Moreover, the pathologic process of neurodegeneration also has a significant effect on cognitive reserve or plasticity [20]. MTA is a result of nerve cell loss and gliosis in the hippocampus, which is the most severely affected structure in Alzheimer’s disease in early stage. A significant portion (21.7%) of patients demonstrated MTA; however, a logistic regression analysis showed no relationship between MTA with cognitive function, suggesting that MTA alone might not be an important risk factor for cognitive dysfunction.

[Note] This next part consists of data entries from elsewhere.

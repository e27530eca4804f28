//! # KQuant API
//!
//! 리스크 매니저 HTTP 서비스. 모든 서비스가 공유하는 표면을 노출합니다:
//! - `GET /health` — 상태 + db/redis 체크
//! - `GET /metrics` — Prometheus 텍스트
//!
//! 도메인 엔드포인트:
//! - `POST /portfolio/{user}/monitor`
//! - `PUT /portfolio/{user}/positions/{ticker}/limits`
//! - `POST /position-size/calculate`
//! - `GET /portfolio/{user}/is-trading-allowed`
//! - `POST /portfolio/{user}/resume-trading`

pub mod error;
pub mod metrics;
pub mod routes;
pub mod state;

pub use state::AppState;

use axum::routing::{get, post, put};
use axum::Router;
use std::sync::Arc;

/// 전체 라우터를 구성합니다.
pub fn router(state: Arc<AppState>) -> Router {
    Router::new()
        .route("/health", get(routes::health::health_check))
        .route("/metrics", get(routes::metrics_endpoint))
        .route(
            "/portfolio/:user/monitor",
            post(routes::portfolio::monitor),
        )
        .route(
            "/portfolio/:user/positions/:ticker/limits",
            put(routes::portfolio::set_limits),
        )
        .route(
            "/portfolio/:user/is-trading-allowed",
            get(routes::portfolio::is_trading_allowed),
        )
        .route(
            "/portfolio/:user/resume-trading",
            post(routes::portfolio::resume_trading),
        )
        .route(
            "/position-size/calculate",
            post(routes::sizing::calculate),
        )
        .layer(tower_http::trace::TraceLayer::new_for_http())
        .with_state(state)
}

Peritumoral edema is detected in 40–75% of meningioma patients, and its presence is related to severe neurologic deficit [21]. Cerebral blood flow and cerebral blood volume are also significantly low in the peritumoral edema [22]. Previous study has reported that the apathy is much severe in patients with brain edema of medial frontal meningioma [23], and preoperative cerebral edema in WHO grade I meningioma patients is correlated with post operative cognitive dysfunction [24]. In contrast, Tucha et al. showed preoperative edema was not associated with cognitive function after surgery [25]. Both tumor and peritumoral edema exert mechanical effects on the cerebrum, and the combination may have negative effects on cognitive outcome. In this study, logistic regression analysis showed no relationship between peritumoral edema and cognitive function. Tumor size may have a stronger association with poor executive cognitive function when compared with preoperative peritumoral edema.

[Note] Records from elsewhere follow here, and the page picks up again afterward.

//! 종합 점수 및 지표 스냅샷.
//!
//! 점수/지표 계산 자체는 외부 서비스의 몫이고, 여기서는 신호 파이프라인이
//! 읽기 전용으로 소비하는 형태만 정의합니다.

use crate::error::{KquantError, KquantResult};
use crate::types::{Price, Ticker};
use chrono::{DateTime, NaiveDate, Utc};
use rust_decimal::Decimal;
use rust_decimal_macros::dec;
use serde::{Deserialize, Serialize};

/// 종합 점수 허용 오차 (가중 합 검증용).
pub const SCORE_TOLERANCE: Decimal = dec!(0.000001);

/// (종목, 날짜) 단위의 종합 점수.
///
/// 불변식: composite는 네 개 하위 점수의 볼록 결합이어야 합니다
/// (가중치 합 1.0, 오차 1e-6).
#[derive(Debug, Clone, Serialize, Deserialize)]
pub struct CompositeScore {
    /// 종목 코드
    pub ticker: Ticker,
    /// 산출 날짜
    pub date: NaiveDate,
    /// 가치 점수 [0,100]
    pub value_score: Decimal,
    /// 성장 점수 [0,100]
    pub growth_score: Decimal,
    /// 품질 점수 [0,100]
    pub quality_score: Decimal,
    /// 모멘텀 점수 [0,100]
    pub momentum_score: Decimal,
    /// 종합 점수 [0,100]
    pub composite_score: Decimal,
    /// 백분위 순위 [0,100]
    pub percentile_rank: Decimal,
    /// 산출 시각 (staleness 판단용)
    pub computed_at: DateTime<Utc>,
}

impl CompositeScore {
    /// 가중치 벡터에 대해 composite가 볼록 결합인지 검증합니다.
    pub fn verify_composite(&self, weights: &ScoreWeights) -> KquantResult<()> {
        weights.validate()?;
        let expected = self.value_score * weights.value
            + self.growth_score * weights.growth
            + self.quality_score * weights.quality
            + self.momentum_score * weights.momentum;
        if (expected - self.composite_score).abs() > SCORE_TOLERANCE {
            return Err(KquantError::Invariant(format!(
                "composite {} is not the weighted sum {} for {}",
                self.composite_score, expected, self.ticker
            )));
        }
        Ok(())
    }
}

/// 종합 점수 산출 가중치.
#[derive(Debug, Clone, Serialize, Deserialize)]
pub struct ScoreWeights {
    /// 가치 가중치
    pub value: Decimal,
    /// 성장 가중치
    pub growth: Decimal,
    /// 품질 가중치
    pub quality: Decimal,
    /// 모멘텀 가중치
    pub momentum: Decimal,
}

impl Default for ScoreWeights {
    fn default() -> Self {
        Self {
            value: dec!(0.25),
            growth: dec!(0.25),
            quality: dec!(0.25),
            momentum: dec!(0.25),
        }
    }
}

impl ScoreWeights {
    /// 가중치 합이 1.0(오차 1e-6)인지 검증합니다.
    pub fn validate(&self) -> KquantResult<()> {
        let sum = self.value + self.growth + self.quality + self.momentum;
        if (sum - Decimal::ONE).abs() > SCORE_TOLERANCE {
            return Err(KquantError::Config(format!(
                "score weights must sum to 1.0, got {}",
                sum
            )));
        }
        Ok(())
    }
}

/// (종목, 날짜) 단위의 기술 지표 스냅샷.
///
/// 지표 수식 자체는 외부 계산기의 몫입니다. 필드가 `None`이면 해당 지표가
/// 계산되지 못한 것이고, 데이터 품질 점수에 반영됩니다.
#[derive(Debug, Clone, Default, Serialize, Deserialize)]
pub struct TechnicalSnapshot {
    /// 산출 날짜
    pub date: NaiveDate,
    /// RSI(14)
    pub rsi_14: Option<Decimal>,
    /// MACD
    pub macd: Option<Decimal>,
    /// MACD 시그널
    pub macd_signal: Option<Decimal>,
    /// MACD 히스토그램
    pub macd_histogram: Option<Decimal>,
    /// 20일 단순이동평균
    pub sma_20: Option<Price>,
    /// 50일 단순이동평균
    pub sma_50: Option<Price>,
    /// 볼린저 밴드 상단
    pub bollinger_upper: Option<Price>,
    /// 볼린저 밴드 하단
    pub bollinger_lower: Option<Price>,
    /// ATR(14)
    pub atr_14: Option<Decimal>,
    /// 20일 평균 거래량
    pub volume_ma_20: Option<Decimal>,
    /// 30일 연환산 변동성 (%)
    pub volatility_30d: Option<Decimal>,
    /// 산출 시각
    pub computed_at: Option<DateTime<Utc>>,
}

impl TechnicalSnapshot {
    /// 채워진 지표 비율로 데이터 품질 점수 [0,100]를 계산합니다.
    pub fn data_quality_score(&self) -> Decimal {
        let fields: [bool; 11] = [
            self.rsi_14.is_some(),
            self.macd.is_some(),
            self.macd_signal.is_some(),
            self.macd_histogram.is_some(),
            self.sma_20.is_some(),
            self.sma_50.is_some(),
            self.bollinger_upper.is_some(),
            self.bollinger_lower.is_some(),
            self.atr_14.is_some(),
            self.volume_ma_20.is_some(),
            self.volatility_30d.is_some(),
        ];
        let filled = fields.iter().filter(|&&b| b).count();
        Decimal::from(filled * 100) / Decimal::from(fields.len())
    }
}

/// (종목, 날짜) 단위의 재무 지표 스냅샷 (읽기 전용 입력).
#[derive(Debug, Clone, Default, Serialize, Deserialize)]
pub struct FundamentalSnapshot {
    /// 산출 날짜
    pub date: NaiveDate,
    /// PER
    pub per: Option<Decimal>,
    /// PBR
    pub pbr: Option<Decimal>,
    /// ROE (%)
    pub roe: Option<Decimal>,
    /// 부채비율 (%)
    pub debt_ratio: Option<Decimal>,
    /// 매출 성장률 (%)
    pub revenue_growth: Option<Decimal>,
    /// 이익 성장률 (%)
    pub earnings_growth: Option<Decimal>,
}

#[cfg(test)]
mod tests {
    use super::*;

    fn score(composite: Decimal) -> CompositeScore {
        CompositeScore {
            ticker: Ticker::new("005930").unwrap(),
            date: NaiveDate::from_ymd_opt(2026, 7, 1).unwrap(),
            value_score: dec!(80),
            growth_score: dec!(60),
            quality_score: dec!(70),
            momentum_score: dec!(50),
            composite_score: composite,
            percentile_rank: dec!(92),
            computed_at: Utc::now(),
        }
    }

    #[test]
    fn test_composite_is_convex_combination() {
        // 균등 가중: (80+60+70+50)/4 = 65
        let s = score(dec!(65));
        s.verify_composite(&ScoreWeights::default()).unwrap();
    }

    #[test]
    fn test_composite_mismatch_rejected() {
        let s = score(dec!(70));
        assert!(s.verify_composite(&ScoreWeights::default()).is_err());
    }

    #[test]
    fn test_weights_must_sum_to_one() {
        let bad = ScoreWeights {
            value: dec!(0.5),
            growth: dec!(0.3),
            quality: dec!(0.3),
            momentum: dec!(0.1),
        };
        assert!(bad.validate().is_err());
    }

    #[test]
    fn test_data_quality_score() {
        let empty = TechnicalSnapshot::default();
        assert_eq!(empty.data_quality_score(), Decimal::ZERO);

        let full = TechnicalSnapshot {
            date: NaiveDate::from_ymd_opt(2026, 7, 1).unwrap(),
            rsi_14: Some(dec!(55)),
            macd: Some(dec!(120)),
            macd_signal: Some(dec!(100)),
            macd_histogram: Some(dec!(20)),
            sma_20: Some(dec!(70000)),
            sma_50: Some(dec!(68000)),
            bollinger_upper: Some(dec!(74000)),
            bollinger_lower: Some(dec!(66000)),
            atr_14: Some(dec!(1500)),
            volume_ma_20: Some(dec!(1000000)),
            volatility_30d: Some(dec!(25)),
            computed_at: Some(Utc::now()),
        };
        assert_eq!(full.data_quality_score(), dec!(100));
    }
}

In this study, we did not find any differences in cognitive functions by location of the meningioma. Specifically, no cognitive function relationships were identified between the frontal and non-frontal meningiomas, as well as between convexity, non-convexity, and lateralization. Although the study design and classification of location varied, number of previous studies reported no differences in preoperative cognitive functioning based on meningioma locations [26,27,28,29], and lateralization [25,26,27,28]. In contrast, Tucha et al. showed different post-operative cognitive improvement outcomes between localization groups for various cognitive domains [25]. Meskal et al. reported better performance for complex attention in the infratentorial group than the supratentorial group in postoperative states [26], and Koizumi and Dijkstra reported that patients with right-sided meningioma showed more favorable postoperative outcomes than left-sided meningioma [27, 30]. Despite these mixed findings, meningioma location may affect post-operative cognitive outcomes. The impact of meningioma location on cognitive function should not be overlooked, and further investigation may be needed.

This study has potential limitations. First, this is considered to be a preliminary study due to the small sample size. Future study with greater number of participants is required. Second, only the presence MTA was measured as a marker of neurodegeneration. Additional study using other markers, such as 18-Fluoro-deoxyglucose positron emission tomography or amyloid positron emission tomography, may be needed.

Conclusions

We conclude that tumor size and age are positively related with executive dysfunction in pre-operative meningioma patients over 60 years old. Based on our findings, clinicians may consider testing the executive function in these patients to better detect cognitive dysfunction.